When comparing Augustine’s world with our own, we must do more than attribute to him ‹doctrines› to be applied to contemporary situations. All such ‹doctrines› must be seen as expressions of the mind that gestated them and, as we shall see, Augustine’s mind-set – as that of the vast majority of his contemporaries – differs greatly from ours in a number of important respects relevant to the present paper. Hence I shall have to comment not only on Augustine and on ourselves, but on changes in Western modes of thinking that have occurred between his time and our own. That will oblige me to reflect on historical imperatives and realities not immediately facing Augustine himself, yet necessary if we are to understand either Augustine or – indeed – ourselves, living as we do in so radically changed a cultural environment. Such reflection must necessarily be truncated and is difficult to formulate adequately, but without it we shall either find ourselves, after all, doing mere ‹cultural archaeology› or falling back on facile judgments about Augustine himself and the mental world he inhabits.
Modern multiculturalism can find some sort of parallel in antiquity.

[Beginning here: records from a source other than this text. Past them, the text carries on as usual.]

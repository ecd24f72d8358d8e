use crate::error::{Result, RetrievalError};
use serde::{Deserialize, Serialize};
use std::fmt;
use std::str::FromStr;

/// Retrieval strategy selected by the operator for one query.
#[derive(Debug, Clone, Copy, PartialEq, Eq, Hash, Default, Serialize, Deserialize)]
#[serde(rename_all = "snake_case")]
pub enum RetrievalMode {
    /// Plain nearest-neighbor search over embeddings
    #[default]
    Semantic,
    /// Lexical and semantic scores fused with a weight pair
    Hybrid,
    /// Semantic staging search followed by a rerank pass
    SemanticRerank,
    /// Hybrid staging search followed by a rerank pass
    HybridRerank,
}

/// First-pass search used by the rerank modes.
#[derive(Debug, Clone, Copy, PartialEq, Eq, Hash, Serialize, Deserialize)]
#[serde(rename_all = "snake_case")]
pub enum StageMode {
    Semantic,
    Hybrid,
}

impl RetrievalMode {
    pub const ALL: [RetrievalMode; 4] = [
        RetrievalMode::Semantic,
        RetrievalMode::Hybrid,
        RetrievalMode::SemanticRerank,
        RetrievalMode::HybridRerank,
    ];

    pub fn as_str(self) -> &'static str {
        match self {
            RetrievalMode::Semantic => "semantic",
            RetrievalMode::Hybrid => "hybrid",
            RetrievalMode::SemanticRerank => "semantic_rerank",
            RetrievalMode::HybridRerank => "hybrid_rerank",
        }
    }

    /// Whether a rerank pass runs, which switches ordering to rerank score.
    pub fn is_rerank(self) -> bool {
        self.stage_mode().is_some()
    }

    /// Whether the backend call carries a weight pair.
    pub fn uses_weights(self) -> bool {
        !matches!(self, RetrievalMode::Semantic)
    }

    pub fn stage_mode(self) -> Option<StageMode> {
        match self {
            RetrievalMode::Semantic | RetrievalMode::Hybrid => None,
            RetrievalMode::SemanticRerank => Some(StageMode::Semantic),
            RetrievalMode::HybridRerank => Some(StageMode::Hybrid),
        }
    }
}

impl StageMode {
    pub fn as_str(self) -> &'static str {
        match self {
            StageMode::Semantic => "semantic",
            StageMode::Hybrid => "hybrid",
        }
    }
}

impl fmt::Display for RetrievalMode {
    fn fmt(&self, f: &mut fmt::Formatter<'_>) -> fmt::Result {
        f.write_str(self.as_str())
    }
}

impl fmt::Display for StageMode {
    fn fmt(&self, f: &mut fmt::Formatter<'_>) -> fmt::Result {
        f.write_str(self.as_str())
    }
}

impl FromStr for RetrievalMode {
    type Err = RetrievalError;

    fn from_str(s: &str) -> Result<Self> {
        let wanted = s.trim().to_ascii_lowercase().replace('-', "_");
        Self::ALL
            .into_iter()
            .find(|mode| mode.as_str() == wanted)
            .ok_or_else(|| RetrievalError::InvalidMode(s.to_string()))
    }
}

If we read Keith Hopkins’ para-historical book A World Full of Gods, we can readily recognize his evocation of a mélange of different traditions – and especially of different religions, each with its own temples and shrines – side by side in an ancient city. In Augustine’s time some of the exponents of one of those traditions – no prizes for guessing which one – had come to think that fire and sword were the appropriate tools for reducing that sort of ‹live and let live› multiculturalism to a well-controlled minimum. I shall return to this proposed reduction – to what it did and did not want to reduce, and how it wanted to reduce it. But I should add at once, in the interest of reporting in scholarly mode, that Christians were not the first to try to enforce homogenization – dare I say ‹Gleichschaltung›: 3rd-c. Emperors had already tried to impose a worship of the Sun and to eliminate Manichaeism as well as Christianity, while Roman toleration of ‹cults› had always been uncertain: things might get fierce if it was supposed that exotic beliefs or practices might damage the common good or inhibit the gods’ always volatile benevolence.

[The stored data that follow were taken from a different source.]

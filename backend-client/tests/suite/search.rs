use pretty_assertions::assert_eq;
use ragpilot_backend_client::{BackendClient, BackendError};
use ragpilot_retrieval::{
    ChatRequest, DocId, RetrievalMode, RetrievalRequest, StageParams, WeightPair,
};
use serde_json::json;
use wiremock::matchers::{body_json, method, path};
use wiremock::{Mock, MockServer, ResponseTemplate};

fn client(server: &MockServer) -> BackendClient {
    BackendClient::new(&format!("{}/api", server.uri())).unwrap()
}

fn request(mode: RetrievalMode, stage: StageParams) -> RetrievalRequest {
    RetrievalRequest::new(mode, "expense limits", 3, WeightPair::new(0.45, 0.55), stage).unwrap()
}

#[test_log::test(tokio::test)]
async fn semantic_dispatch_posts_plain_search() {
    let server = MockServer::start().await;
    Mock::given(method("POST"))
        .and(path("/api/rpc/search_chunks"))
        .and(body_json(json!({"p_query": "expense limits", "k": 3})))
        .respond_with(ResponseTemplate::new(200).set_body_json(json!([
            {"doc_id": 1, "seq": 2, "chunk": "Meals are capped at $60.", "distance": 0.21}
        ])))
        .expect(1)
        .mount(&server)
        .await;

    let candidates = client(&server)
        .dispatch(&request(RetrievalMode::Semantic, StageParams::default()))
        .await
        .unwrap();

    assert_eq!(candidates.len(), 1);
    assert_eq!(candidates[0].doc_id, Some(DocId::from(1)));
    assert_eq!(candidates[0].seq, Some(2));
    assert_eq!(candidates[0].distance, Some(0.21));
}

#[test_log::test(tokio::test)]
async fn hybrid_dispatch_sends_weights() {
    let server = MockServer::start().await;
    Mock::given(method("POST"))
        .and(path("/api/rpc/search_chunks_hybrid"))
        .and(body_json(json!({
            "p_query": "expense limits",
            "k": 3,
            "p_w_lex": 0.45,
            "p_w_sem": 0.55
        })))
        .respond_with(ResponseTemplate::new(200).set_body_json(json!([])))
        .expect(1)
        .mount(&server)
        .await;

    let candidates = client(&server)
        .dispatch(&request(RetrievalMode::Hybrid, StageParams::default()))
        .await
        .unwrap();
    assert!(candidates.is_empty());
}

#[test_log::test(tokio::test)]
async fn hybrid_rerank_dispatch_flattens_wrapped_rows() {
    let server = MockServer::start().await;
    Mock::given(method("POST"))
        .and(path("/api/rpc/search_chunks_rerank"))
        .and(body_json(json!({
            "p_query": "expense limits",
            "k": 3,
            "p_stage_k": 30,
            "p_stage_mode": "hybrid",
            "p_w_lex": 0.45,
            "p_w_sem": 0.55,
            "p_rerank_model": "BAAI/bge-reranker-base"
        })))
        .respond_with(ResponseTemplate::new(200).set_body_json(json!([
            {"search_chunks_rerank": [
                {"doc_id": 4, "seq": 0, "chunk": "Hotels up to $200.", "rerank_score": 0.91},
                {"doc_id": 5, "seq": 1, "chunk": "Per diem tables.", "rerank_score": 0.42, "distance": 0.3}
            ]}
        ])))
        .expect(1)
        .mount(&server)
        .await;

    let stage = StageParams::new(Some(30), Some(" BAAI/bge-reranker-base "));
    let candidates = client(&server)
        .dispatch(&request(RetrievalMode::HybridRerank, stage))
        .await
        .unwrap();

    assert_eq!(candidates.len(), 2);
    assert_eq!(candidates[0].rerank_score, Some(0.91));
    assert_eq!(candidates[0].distance, None);
    assert_eq!(candidates[1].distance, Some(0.3));
}

#[test_log::test(tokio::test)]
async fn non_success_status_is_a_transport_error() {
    let server = MockServer::start().await;
    Mock::given(method("POST"))
        .and(path("/api/rpc/search_chunks_rerank"))
        .respond_with(ResponseTemplate::new(502).set_body_string("reranker unavailable"))
        .expect(1)
        .mount(&server)
        .await;

    let err = client(&server)
        .dispatch(&request(RetrievalMode::SemanticRerank, StageParams::default()))
        .await
        .unwrap_err();

    assert_eq!(err.status(), Some(502));
    match err {
        BackendError::Transport { status, body, .. } => {
            assert_eq!(status, 502);
            assert_eq!(body, "reranker unavailable");
        }
        other => panic!("expected transport error, got {other:?}"),
    }
}

#[test_log::test(tokio::test)]
async fn unparseable_body_is_a_decode_error() {
    let server = MockServer::start().await;
    Mock::given(method("POST"))
        .and(path("/api/rpc/search_chunks"))
        .respond_with(ResponseTemplate::new(200).set_body_string("<html>gateway</html>"))
        .mount(&server)
        .await;

    let err = client(&server)
        .dispatch(&request(RetrievalMode::Semantic, StageParams::default()))
        .await
        .unwrap_err();
    assert!(matches!(err, BackendError::Decode { .. }), "{err:?}");
}

#[test_log::test(tokio::test)]
async fn chat_unwraps_array_answers() {
    let server = MockServer::start().await;
    Mock::given(method("POST"))
        .and(path("/api/rpc/chat_rag_opts"))
        .respond_with(
            ResponseTemplate::new(200).set_body_json(json!([{"chat_rag": "Meals: $60 per day."}])),
        )
        .expect(1)
        .mount(&server)
        .await;

    let chat = ChatRequest::new(
        "meal limit?",
        5,
        RetrievalMode::Semantic,
        WeightPair::default(),
        None,
        StageParams::default(),
    )
    .unwrap();
    let answer = client(&server).chat(&chat).await.unwrap();
    assert_eq!(answer, "Meals: $60 per day.");
}

#[test_log::test(tokio::test)]
async fn chat_accepts_plain_text_answers() {
    let server = MockServer::start().await;
    Mock::given(method("POST"))
        .and(path("/api/rpc/chat_rag_opts"))
        .respond_with(
            ResponseTemplate::new(200)
                .insert_header("content-type", "text/plain")
                .set_body_string("Forty days."),
        )
        .mount(&server)
        .await;

    let chat = ChatRequest::new(
        "how much leave?",
        5,
        RetrievalMode::HybridRerank,
        WeightPair::default(),
        Some(2),
        StageParams::default(),
    )
    .unwrap();
    assert_eq!(client(&server).chat(&chat).await.unwrap(), "Forty days.");
}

Yet though there are parallels between ancient Roman multiculturalism and the version to be found, say, in present-day London – where a report has recently revealed that more than 230 languages can be heard on the street – there are also many important differences. So let me distinguish two relevant senses of the term ‹multiculturalism› as it is currently used in modern societies, and note that I shall be concerned with only one of them. I shall refer to the first as the plain sense and the second – which it will be my task to examine – as the ideological sense. As its name indicates, the first sense points to a situation in which, recognizing that no culture could not be improved on, members of a majority or dominant group are happy to welcome many unfamiliar ideas and practices as enrichments of their own society. Thus to begin with the carnal: in Britain curry – until the Empire virtually unknown – has become almost the national dish. On a more societal level the influx of a number of Jews at the end of the 19th c., followed, as the 20th c. progressed, by Caribbeans, Nigerians, Italians, Poles and latterly even the neighbouring French, has weakened an insular nationalist sentiment and brought an appreciation of a variety of cultural traditions and achievements. Nothing of this should seem surprising, nor should it be unwelcome to any but those suffering from an irrational xenophobia – of whom, of course, there are many in all parts of the world!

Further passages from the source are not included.